_Instructions for the task_
When you reproduce the listing below, keep every entry exactly as written.
□ □ □ □
//! Guide categories known to the library index.

use serde::{Deserialize, Serialize};

/// Description shown for categories without a dedicated entry.
pub const FALLBACK_CATEGORY_DESCRIPTION: &str = "Guides and resources for this topic";

/// Categories with a curated description.
///
/// Anything else stored in a content record maps to `Other` and receives the
/// fallback description.
#[derive(Debug, Clone, Copy, PartialEq, Eq, Hash, Serialize, Deserialize)]
#[serde(rename_all = "snake_case")]
pub enum GuideCategory {
    GettingStarted,
    Contacts,
    Conversations,
    Calendars,
    Opportunities,
    Automation,
    Marketing,
    Payments,
    Reporting,
    Integrations,
    Settings,
    General,
    Other,
}

impl GuideCategory {
    /// Maps a stored category key onto a known category.
    pub fn from_key(key: &str) -> Self {
        match key {
            "getting_started" => GuideCategory::GettingStarted,
            "contacts" => GuideCategory::Contacts,
            "conversations" => GuideCategory::Conversations,
            "calendars" => GuideCategory::Calendars,
            "opportunities" => GuideCategory::Opportunities,
            "automation" => GuideCategory::Automation,
            "marketing" => GuideCategory::Marketing,
            "payments" => GuideCategory::Payments,
            "reporting" => GuideCategory::Reporting,
            "integrations" => GuideCategory::Integrations,
            "settings" => GuideCategory::Settings,
            "general" => GuideCategory::General,
            _ => GuideCategory::Other,
        }
    }

    pub fn description(&self) -> &'static str {
        match self {
            GuideCategory::GettingStarted => "Set up your account and learn the basics",
            GuideCategory::Contacts => "Import, organize and segment your contacts",
            GuideCategory::Conversations => "Reply to customers across every channel from one inbox",
            GuideCategory::Calendars => "Configure calendars, availability and booking links",
            GuideCategory::Opportunities => "Track deals through your sales pipelines",
            GuideCategory::Automation => "Build workflows that follow up for you",
            GuideCategory::Marketing => "Run campaigns, emails and social posts",
            GuideCategory::Payments => "Send invoices and collect payments",
            GuideCategory::Reporting => "Measure results with dashboards and reports",
            GuideCategory::Integrations => "Connect the tools you already use",
            GuideCategory::Settings => "Manage users, permissions and business details",
            GuideCategory::General => "Tips and answers to common questions",
            GuideCategory::Other => FALLBACK_CATEGORY_DESCRIPTION,
        }
    }
}

/// Description for a stored category key, falling back for unknown keys.
pub fn category_description(key: &str) -> &'static str {
    GuideCategory::from_key(key).description()
}

/// Turns a snake_case category key into a display title.
///
/// `getting_started` becomes `Getting Started`. Empty segments are dropped.
pub fn category_title(key: &str) -> String {
    key.split('_')
        .filter(|word| !word.is_empty())
        .map(|word| {
            let mut chars = word.chars();
            match chars.next() {
                Some(first) => first.to_uppercase().chain(chars).collect::<String>(),
                None => String::new(),
            }
        })
        .collect::<Vec<_>>()
        .join(" ")
}
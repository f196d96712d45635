use super::DbPool;
use crate::errors::StorageError;
use diesel::SqliteConnection;
use helpdesk_core::errors::{DatabaseError, Error, Result};
use log::error;
use std::any::Any;
use tokio::sync::{mpsc, oneshot};

// Jobs run against the writer's connection and return a core Result.
type Job<T> = Box<dyn FnOnce(&mut SqliteConnection) -> Result<T> + Send + 'static>;

type ErasedJob = Job<Box<dyn Any + Send + 'static>>;
type ErasedReply = oneshot::Sender<Result<Box<dyn Any + Send + 'static>>>;

/// Bound on queued write jobs.
const WRITE_QUEUE_CAPACITY: usize = 1024;

/// Handle for sending jobs to the writer actor.
#[derive(Clone)]
pub struct WriteHandle {
    tx: mpsc::Sender<(ErasedJob, ErasedReply)>,
}

fn writer_gone() -> Error {
    Error::Database(DatabaseError::Internal(
        "database writer is not running".to_string(),
    ))
}

impl WriteHandle {
    /// Executes a database job on the writer actor's dedicated connection.
    ///
    /// Each job runs inside its own immediate transaction; an `Err` from the
    /// job rolls it back.
    pub async fn exec<F, T>(&self, job: F) -> Result<T>
    where
        F: FnOnce(&mut SqliteConnection) -> Result<T> + Send + 'static,
        T: Send + 'static + Any,
    {
        let (ret_tx, ret_rx) = oneshot::channel();

        self.tx
            .send((
                Box::new(move |c| job(c).map(|v| Box::new(v) as Box<dyn Any + Send>)),
                ret_tx,
            ))
            .await
            .map_err(|_| writer_gone())?;

        let boxed = ret_rx.await.map_err(|_| writer_gone())??;
        boxed.downcast::<T>().map(|v| *v).map_err(|_| {
            Error::Database(DatabaseError::Internal(
                "unexpected result type from database writer".to_string(),
            ))
        })
    }
}

/// Spawns a background Tokio task that acts as a single writer to the database.
/// This actor owns one database connection from the pool and processes write jobs serially.
///
/// Must be called from within a Tokio runtime.
pub fn spawn_writer(pool: DbPool) -> WriteHandle {
    let (tx, mut rx) = mpsc::channel::<(ErasedJob, ErasedReply)>(WRITE_QUEUE_CAPACITY);

    tokio::spawn(async move {
        let mut conn = match pool.get() {
            Ok(conn) => conn,
            Err(e) => {
                error!("Database writer could not acquire a connection: {}", e);
                let message = e.to_string();
                while let Some((_, reply_tx)) = rx.recv().await {
                    let _ = reply_tx.send(Err(Error::Database(DatabaseError::ConnectionFailed(
                        message.clone(),
                    ))));
                }
                return;
            }
        };

        while let Some((job, reply_tx)) = rx.recv().await {
            let result: Result<Box<dyn Any + Send + 'static>> = conn
                .immediate_transaction::<_, StorageError, _>(|c| job(c).map_err(StorageError::from))
                .map_err(Error::from);

            // The caller may have gone away; nothing to do then.
            let _ = reply_tx.send(result);
        }
    });

    WriteHandle { tx }
}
□ □ □ □
_Result for this exercise_
//! Guide categories known to the library index.

use serde::{Deserialize, Serialize};

/// Description shown for categories without a dedicated entry.
pub const FALLBACK_CATEGORY_DESCRIPTION: &str = "Guides and resources for this topic";

/// Categories with a curated description.
///
/// Anything else stored in a content record maps to `Other` and receives the
/// fallback description.
#[derive(Debug, Clone, Copy, PartialEq, Eq, Hash, Serialize, Deserialize)]
#[serde(rename_all = "snake_case")]
pub enum GuideCategory {
    GettingStarted,
    Contacts,
    Conversations,
    Calendars,
    Opportunities,
    Automation,
    Marketing,
    Payments,
    Reporting,
    Integrations,
    Settings,
    General,
    Other,
}

impl GuideCategory {
    /// Maps a stored category key onto a known category.
    pub fn from_key(key: &str) -> Self {
        match key {
            "getting_started" => GuideCategory::GettingStarted,
            "contacts" => GuideCategory::Contacts,
            "conversations" => GuideCategory::Conversations,
            "calendars" => GuideCategory::Calendars,
            "opportunities" => GuideCategory::Opportunities,
            "automation" => GuideCategory::Automation,
            "marketing" => GuideCategory::Marketing,
            "payments" => GuideCategory::Payments,
            "reporting" => GuideCategory::Reporting,
            "integrations" => GuideCategory::Integrations,
            "settings" => GuideCategory::Settings,
            "general" => GuideCategory::General,
            _ => GuideCategory::Other,
        }
    }

    pub fn description(&self) -> &'static str {
        match self {
            GuideCategory::GettingStarted => "Set up your account and learn the basics",
            GuideCategory::Contacts => "Import, organize and segment your contacts",
            GuideCategory::Conversations => "Reply to customers across every channel from one inbox",
            GuideCategory::Calendars => "Configure calendars, availability and booking links",
            GuideCategory::Opportunities => "Track deals through your sales pipelines",
            GuideCategory::Automation => "Build workflows that follow up for you",
            GuideCategory::Marketing => "Run campaigns, emails and social posts",
            GuideCategory::Payments => "Send invoices and collect payments",
            GuideCategory::Reporting => "Measure results with dashboards and reports",
            GuideCategory::Integrations => "Connect the tools you already use",
            GuideCategory::Settings => "Manage users, permissions and business details",
            GuideCategory::General => "Tips and answers to common questions",
            GuideCategory::Other => FALLBACK_CATEGORY_DESCRIPTION,
        }
    }
}

/// Description for a stored category key, falling back for unknown keys.
pub fn category_description(key: &str) -> &'static str {
    GuideCategory::from_key(key).description()
}

/// Turns a snake_case category key into a display title.
///
/// `getting_started` becomes `Getting Started`. Empty segments are dropped.
pub fn category_title(key: &str) -> String {
    key.split('_')
        .filter(|word| !word.is_empty())
        .map(|word| {
            let mut chars = word.chars();
            match chars.next() {
                Some(first) => first.to_uppercase().chain(chars).collect::<String>(),
                None => String::new(),
            }
        })
        .collect::<Vec<_>>()
        .join(" ")
}
repository f196d96712d45635
use super::DbPool;
use crate::errors::StorageError;
use diesel::SqliteConnection;
use helpdesk_core::errors::{DatabaseError, Error, Result};
use log::error;
use std::any::Any;
use tokio::sync::{mpsc, oneshot};

// Jobs run against the writer's connection and return a core Result.
type Job<T> = Box<dyn FnOnce(&mut SqliteConnection) -> Result<T> + Send + 'static>;

type ErasedJob = Job<Box<dyn Any + Send + 'static>>;
type ErasedReply = oneshot::Sender<Result<Box<dyn Any + Send + 'static>>>;

/// Bound on queued write jobs.
const WRITE_QUEUE_CAPACITY: usize = 1024;

/// Handle for sending jobs to the writer actor.
#[derive(Clone)]
pub struct WriteHandle {
    tx: mpsc::Sender<(ErasedJob, ErasedReply)>,
}

fn writer_gone() -> Error {
    Error::Database(DatabaseError::Internal(
        "database writer is not running".to_string(),
    ))
}

impl WriteHandle {
    /// Executes a database job on the writer actor's dedicated connection.
    ///
    /// Each job runs inside its own immediate transaction; an `Err` from the
    /// job rolls it back.
    pub async fn exec<F, T>(&self, job: F) -> Result<T>
    where
        F: FnOnce(&mut SqliteConnection) -> Result<T> + Send + 'static,
        T: Send + 'static + Any,
    {
        let (ret_tx, ret_rx) = oneshot::channel();

        self.tx
            .send((
                Box::new(move |c| job(c).map(|v| Box::new(v) as Box<dyn Any + Send>)),
                ret_tx,
            ))
            .await
            .map_err(|_| writer_gone())?;

        let boxed = ret_rx.await.map_err(|_| writer_gone())??;
        boxed.downcast::<T>().map(|v| *v).map_err(|_| {
            Error::Database(DatabaseError::Internal(
                "unexpected result type from database writer".to_string(),
            ))
        })
    }
}

/// Spawns a background Tokio task that acts as a single writer to the database.
/// This actor owns one database connection from the pool and processes write jobs serially.
///
/// Must be called from within a Tokio runtime.
pub fn spawn_writer(pool: DbPool) -> WriteHandle {
    let (tx, mut rx) = mpsc::channel::<(ErasedJob, ErasedReply)>(WRITE_QUEUE_CAPACITY);

    tokio::spawn(async move {
        let mut conn = match pool.get() {
            Ok(conn) => conn,
            Err(e) => {
                error!("Database writer could not acquire a connection: {}", e);
                let message = e.to_string();
                while let Some((_, reply_tx)) = rx.recv().await {
                    let _ = reply_tx.send(Err(Error::Database(DatabaseError::ConnectionFailed(
                        message.clone(),
                    ))));
                }
                return;
            }
        };

        while let Some((job, reply_tx)) = rx.recv().await {
            let result: Result<Box<dyn Any + Send + 'static>> = conn
                .immediate_transaction::<_, StorageError, _>(|c| job(c).map_err(StorageError::from))
                .map_err(Error::from);

            // The caller may have gone away; nothing to do then.
            let _ = reply_tx.send(result);
        }
    });

    WriteHandle { tx }
}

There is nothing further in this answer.